**MATERIAL TO PROCESS:**
//! Small synthetic two-chain structures shared by the unit tests.
//!
//! Residues sit 10 Å apart along x, so only residues directly across the
//! interface come into contact.

use crate::structure::{AtomRecord, AtomTable};

/// Heavy atoms of one residue around `center`; glycine has no CB.
pub(crate) fn residue(chain: &str, resi: isize, resn: &str, center: [f64; 3]) -> Vec<AtomRecord> {
    let [x, y, z] = center;
    let mut atoms = vec![
        AtomRecord::new("N", resn, resi, chain, [x - 1.0, y, z]),
        AtomRecord::new("CA", resn, resi, chain, [x, y, z]),
        AtomRecord::new("C", resn, resi, chain, [x + 1.0, y, z]),
        AtomRecord::new("O", resn, resi, chain, [x + 1.0, y, z + 1.0]),
    ];
    if resn != "GLY" {
        atoms.push(AtomRecord::new("CB", resn, resi, chain, [x, y, z - 1.0]));
    }
    atoms
}

/// Chain A (GLY1, ALA2, SER3, LYS4) facing chain B (LEU1, GLY2, VAL3) across `gap` Å.
/// LYS4 is far from everything else.
pub(crate) fn full_interface(gap: f64) -> AtomTable {
    [
        residue("A", 1, "GLY", [0.0, 0.0, 0.0]),
        residue("A", 2, "ALA", [10.0, 0.0, 0.0]),
        residue("A", 3, "SER", [20.0, 0.0, 0.0]),
        residue("A", 4, "LYS", [60.0, 0.0, 0.0]),
        residue("B", 1, "LEU", [0.0, gap, 0.0]),
        residue("B", 2, "GLY", [10.0, gap, 0.0]),
        residue("B", 3, "VAL", [20.0, gap, 0.0]),
    ]
    .into_iter()
    .flatten()
    .collect()
}

/// Three contact residues at 5.5 Å: A:GLY1, A:ALA2 and B:LEU1, with the
/// closest cross-chain atoms 5.0 Å apart.
pub(crate) fn sparse_interface() -> AtomTable {
    [
        residue("A", 1, "GLY", [0.0, 0.0, 0.0]),
        residue("A", 2, "ALA", [10.0, 0.0, 0.0]),
        residue("A", 3, "SER", [40.0, 0.0, 0.0]),
        residue("B", 1, "LEU", [5.0, 4.0, 0.0]),
    ]
    .into_iter()
    .flatten()
    .collect()
}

**ABOUT THIS TASK:**
Repeat the listing above exactly, line for line.

**TASK SOLUTION:**
//! Small synthetic two-chain structures shared by the unit tests.
//!
//! Residues sit 10 Å apart along x, so only residues directly across the
//! interface come into contact.

use crate::structure::{AtomRecord, AtomTable};

/// Heavy atoms of one residue around `center`; glycine has no CB.
pub(crate) fn residue(chain: &str, resi: isize, resn: &str, center: [f64; 3]) -> Vec<AtomRecord> {
    let [x, y, z] = center;
    let mut atoms = vec![
        AtomRecord::new("N", resn, resi, chain, [x - 1.0, y, z]),
        AtomRecord::new("CA", resn, resi, chain, [x, y, z]),
        AtomRecord::new("C", resn, resi, chain, [x + 1.0, y, z]),
        AtomRecord::new("O", resn, resi, chain, [x + 1.0, y, z + 1.0]),
    ];
    if resn != "GLY" {
        atoms.push(AtomRecord::new("CB", resn, resi, chain, [x, y, z - 1.0]));
    }
    atoms
}

/// Chain A (GLY1, ALA2, SER3, LYS4) facing chain B (LEU1, GLY2, VAL3) across `gap` Å.
/// LYS4 is far from everything else.
pub(crate) fn full_interface(gap: f64) -> AtomTable {
    [
        residue("A", 1, "GLY", [0.0, 0.0, 0.0]),
        residue("A", 2, "ALA", [10.0, 0.0, 0.0]),
        residue("A", 3, "SER", [20.0, 0.0, 0.0]),
        residue("A", 4, "LYS", [60.0, 0.0, 0.0]),
        residue("B", 1, "LEU", [0.0, gap, 0.0]),
        residue("B", 2, "GLY", [10.0, gap, 0.0]),
        residue("B", 3, "VAL", [20.0, gap, 0.0]),
    ]
    .into_iter()
    .flatten()
    .collect()
}

/// Three contact residues at 5.5 Å: A:GLY1, A:ALA2 and B:LEU1, with the
/// closest cross-chain atoms 5.0 Å apart.
pub(crate) fn sparse_interface() -> AtomTable {
    [
        residue("A", 1, "GLY", [0.0, 0.0, 0.0]),
        residue("A", 2, "ALA", [10.0, 0.0, 0.0]),
        residue("A", 3, "SER", [40.0, 0.0, 0.0]),
        residue("B", 1, "LEU", [5.0, 4.0, 0.0]),
    ]
    .into_iter()
    .flatten()
    .collect()
}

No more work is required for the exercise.